Three things which have brought much pleasure.
Leek scapes. Our retired farmer usually brings me a bunch of leek plants late in the summer, which he has grown from seed and has spare of. I've usually got a bed free for them by that time, the broad bean patch is good having been well tilled and nitrogen-fixed, so they're a useful and appreciated resource through the winter. This last lot I must have planted at the right phase of the moon or something, as they grew well, stayed rust-free and went on well into spring without bolting. However, they did start throwing out these rather elegant flower buds eventually. At the back of my mind was the idea that perhaps these were usable, so I looked them up, found various suggestions, and that they are known as scapes, so I threw one into the soup one evening as a test, and found that it was good, so gathered a whole bunch and steamed them on their own.
I'd long heard about leeks being known as poor man's asparagus, but not fully understood why. I've had good results steaming the small ones and dressing them with vinaigrette (one made with hazelnut oil with a few toasted chopped hazels on top is pretty sublime), but these flower heads really do have a texture and flavour which easily rivals asparagus. It would be well worthwhile to let the plants bolt every year; in fact it would almost be worthwhile just to be able to use the word 'scapes'.
Just finished the second of Patrick O-Brian's Aubrey Maturin series, Post-Captain, now fully hooked, and glad to know that, if I'm spared (as my granny used to say) I have the rest of my life for the remaining eighteen and a half. I enjoyed the first very much but found I couldn't always quite see the ships for the rigging. The third is on order, which posed a small dilemma as I actually find I especially enjoy reading them on Kindle, where somehow I obtained the first two for some kind of promo-price, because the on-board dictionary, though frequently confounded by some of the more technical sea-going vocabulary, is useful - I rarely, I can say
without bragging, need a dictionary when reading novels, but P O'B is an exception, - as is the facility to search for previous references. However, the Kindle prices from now on are more than I'm prepared to pay for an e-books when I can buy second hand more cheaply, so print on paper it is.
Anyway, one small thing that made me almost squeal with self-satisfied joy was when, late in the novel, seeking a target on the French coast on which to exercise the Lively's guns, Aubrey decides to lay waste to the small battery just off 'the little port of Balbec'. Unlike most of the French locations mentioned, Balbec does not in fact exist, save in the pages of Proust, where it is the chic seaside town where Marcel goes with his grandmother, and falls in love with Albertine, among other things. Not only is it gratifying to one's vanity to spot such an arch kind of literary joke, but I also rather enjoy the conundrum of Balbec's existing in Napoleonic times as a little fishing port, then a hundred years later in Proust's time having grown into a famous resort, while O'Brian re-conjures it eighty years on from that as it was a hundred years before... etc etc. You don't really need science fiction to play about with the space-time continuum, any fiction can do it.

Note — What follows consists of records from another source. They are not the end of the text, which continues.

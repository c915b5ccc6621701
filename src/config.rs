//! Configuration System using Figment
//!
//! Configuration is loaded from, in order of increasing precedence:
//! 1. Built-in defaults
//! 2. A TOML file (default: `config/hp34401a.toml`, missing file is fine)
//! 3. Environment variables prefixed with `HP34401A_`
//!
//! # Environment Variable Overrides
//!
//! Nested keys are separated by a double underscore so that key names may
//! themselves contain underscores:
//!
//! ```text
//! HP34401A_INSTRUMENT__ADDRESS=22
//! HP34401A_INSTRUMENT__IO_TIMEOUT_MS=5000
//! HP34401A_POLLER__PERIOD_MS=250
//! HP34401A_APPLICATION__LOG_LEVEL=debug
//! ```
//!
//! # Example
//!
//! ```toml
//! [application]
//! log_level = "info"
//!
//! [instrument]
//! address = 2
//! board = 0
//! io_timeout_ms = 2000
//!
//! [poller]
//! period_ms = 500
//! ```

use crate::address::{InstrumentAddress, MAX_GPIB_ADDRESS};
use crate::error::ConfigError;
use figment::{
    providers::{Env, Format, Serialized, Toml},
    Figment,
};
use serde::{Deserialize, Serialize};
use std::path::Path;
use std::time::Duration;

/// Default configuration file location
pub const DEFAULT_CONFIG_PATH: &str = "config/hp34401a.toml";

/// Prefix for environment overrides
pub const ENV_PREFIX: &str = "HP34401A_";

/// Top-level configuration
#[derive(Debug, Clone, Default, PartialEq, Serialize, Deserialize)]
pub struct Settings {
    /// Application settings
    #[serde(default)]
    pub application: ApplicationConfig,
    /// Instrument link settings
    #[serde(default)]
    pub instrument: InstrumentConfig,
    /// Poller settings
    #[serde(default)]
    pub poller: PollerConfig,
}

/// Application-level configuration
#[derive(Debug, Clone, PartialEq, Serialize, Deserialize)]
pub struct ApplicationConfig {
    /// Logging level (trace, debug, info, warn, error)
    #[serde(default = "default_log_level")]
    pub log_level: String,
    /// Emit log lines as JSON
    #[serde(default)]
    pub json_logs: bool,
}

/// Instrument link configuration
#[derive(Debug, Clone, PartialEq, Serialize, Deserialize)]
pub struct InstrumentConfig {
    /// GPIB primary address (0 = unset)
    #[serde(default)]
    pub address: u8,
    /// GPIB board index in the VISA resource string
    #[serde(default)]
    pub board: u8,
    /// Timeout applied to every open, write and query, in milliseconds
    #[serde(default = "default_io_timeout")]
    pub io_timeout_ms: u64,
    /// Capacity of the instrument actor's command channel
    #[serde(default = "default_command_channel_capacity")]
    pub command_channel_capacity: usize,
    /// Use the in-memory meter instead of VISA
    #[serde(default)]
    pub mock: bool,
}

/// Poller configuration
#[derive(Debug, Clone, PartialEq, Serialize, Deserialize)]
pub struct PollerConfig {
    /// Delay between the end of one cycle and the start of the next, in milliseconds
    #[serde(default = "default_period")]
    pub period_ms: u64,
    /// Start polling as soon as the session is up
    #[serde(default = "default_autostart")]
    pub autostart: bool,
}

// ============================================================================
// Default value functions
// ============================================================================

fn default_log_level() -> String {
    "info".to_string()
}

fn default_io_timeout() -> u64 {
    2000
}

fn default_command_channel_capacity() -> usize {
    32
}

fn default_period() -> u64 {
    500
}

fn default_autostart() -> bool {
    true
}

impl Default for ApplicationConfig {
    fn default() -> Self {
        Self {
            log_level: default_log_level(),
            json_logs: false,
        }
    }
}

impl Default for InstrumentConfig {
    fn default() -> Self {
        Self {
            address: 0,
            board: 0,
            io_timeout_ms: default_io_timeout(),
            command_channel_capacity: default_command_channel_capacity(),
            mock: false,
        }
    }
}

impl Default for PollerConfig {
    fn default() -> Self {
        Self {
            period_ms: default_period(),
            autostart: default_autostart(),
        }
    }
}

impl InstrumentConfig {
    /// Configured bus address
    pub fn address(&self) -> InstrumentAddress {
        InstrumentAddress::new(self.address)
    }

    /// Per-call link timeout
    pub fn io_timeout(&self) -> Duration {
        Duration::from_millis(self.io_timeout_ms)
    }
}

impl PollerConfig {
    /// Poll period
    pub fn period(&self) -> Duration {
        Duration::from_millis(self.period_ms)
    }
}

// ============================================================================
// Configuration Loading and Validation
// ============================================================================

impl Settings {
    /// Load configuration from a specific file path
    ///
    /// # Errors
    ///
    /// Returns a ConfigError if the file is malformed or validation fails.
    pub fn load_from<P: AsRef<Path>>(path: P) -> Result<Self, ConfigError> {
        Self::from_figment(
            Figment::from(Serialized::defaults(Settings::default()))
                .merge(Toml::file(path.as_ref()))
                .merge(Env::prefixed(ENV_PREFIX).split("__")),
        )
    }

    /// Extract and validate configuration from an arbitrary figment
    pub fn from_figment(figment: Figment) -> Result<Self, ConfigError> {
        let settings: Self = figment.extract()?;
        settings.validate()?;
        Ok(settings)
    }

    /// Validate configuration after loading
    ///
    /// Checks:
    /// - Log level is valid (trace, debug, info, warn, error)
    /// - GPIB address is 0 (unset) or within the bus range
    /// - I/O timeout, channel capacity and poll period are non-zero
    ///
    /// An unset address is accepted here; it is rejected only when the link
    /// is actually used.
    pub fn validate(&self) -> Result<(), ConfigError> {
        let valid_levels = ["trace", "debug", "info", "warn", "error"];
        if !valid_levels.contains(&self.application.log_level.as_str()) {
            return Err(ConfigError::Validation(format!(
                "Invalid log_level '{}'. Must be one of: {}",
                self.application.log_level,
                valid_levels.join(", ")
            )));
        }

        if self.instrument.address > MAX_GPIB_ADDRESS {
            return Err(ConfigError::Validation(format!(
                "Invalid GPIB address {}. Must be 0 (unset) or 1-{}",
                self.instrument.address, MAX_GPIB_ADDRESS
            )));
        }

        if self.instrument.io_timeout_ms == 0 {
            return Err(ConfigError::Validation(
                "instrument.io_timeout_ms must be greater than 0".to_string(),
            ));
        }

        if self.instrument.command_channel_capacity == 0 {
            return Err(ConfigError::Validation(
                "instrument.command_channel_capacity must be greater than 0".to_string(),
            ));
        }

        if self.poller.period_ms == 0 {
            return Err(ConfigError::Validation(
                "poller.period_ms must be greater than 0".to_string(),
            ));
        }

        Ok(())
    }

    /// Render the configuration as TOML
    pub fn to_toml(&self) -> Result<String, ConfigError> {
        toml::to_string_pretty(self)
            .map_err(|e| ConfigError::Validation(format!("Cannot render configuration: {}", e)))
    }
}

(This observation has also enabled me to help rekindle momentarily, and gain some small kudos among, a small Ravelry discussion group of formidable women amongst whom I am a mere tyro, who have put down their knitting mostly to read the entire canon of the Aubrey-Maturin novels, sometimes more than once. The group calls itself 'The Lesser of Two Needles')
Knitting: Sumer is icumen in, and this tends to mean either cotton knitting, which I have some of on the go but which you can quickly tire of, as can the tendons, or socks, which are light and portable. A belated present for my old friend Glenn, who when he visited with partner and dogs earlier this year, was bearing a very delicate and interesting small tattoo of an octopus, which he had copied from an ancient Greek vase painting, on his upper arm. This put me in mind of the time, some twenty-five years ago, when he and I were traipsing round the Peloponnese in the tracks of Patrick Leigh-Fermor, and we lodged for some days (the next bus out was the other side of the weekend) in a small coastal hotel, and every evening we asked the middle-aged spinster daughter of the house what was for dinner, and she showed us the pots in the kitchen, and every night she showed us the same pot of stewed 'octopoooos', so that by the third night octopus tentacles and the suckers on them had parted company and the latter were floating about on the top.
So, octopods being something of a theme, I made him these socks, for a biggish birthday, a bit late.
They are based on this pattern, but only really the chart and the general style, the helix knitting being somewhat beyond me. In spite of being quite fine wool, and the fairly tight stranded knitting, they came out rather large (they're on my feet in the second photo), but he says he has been wearing them as slipper socks, and will try them inside wellingtons too.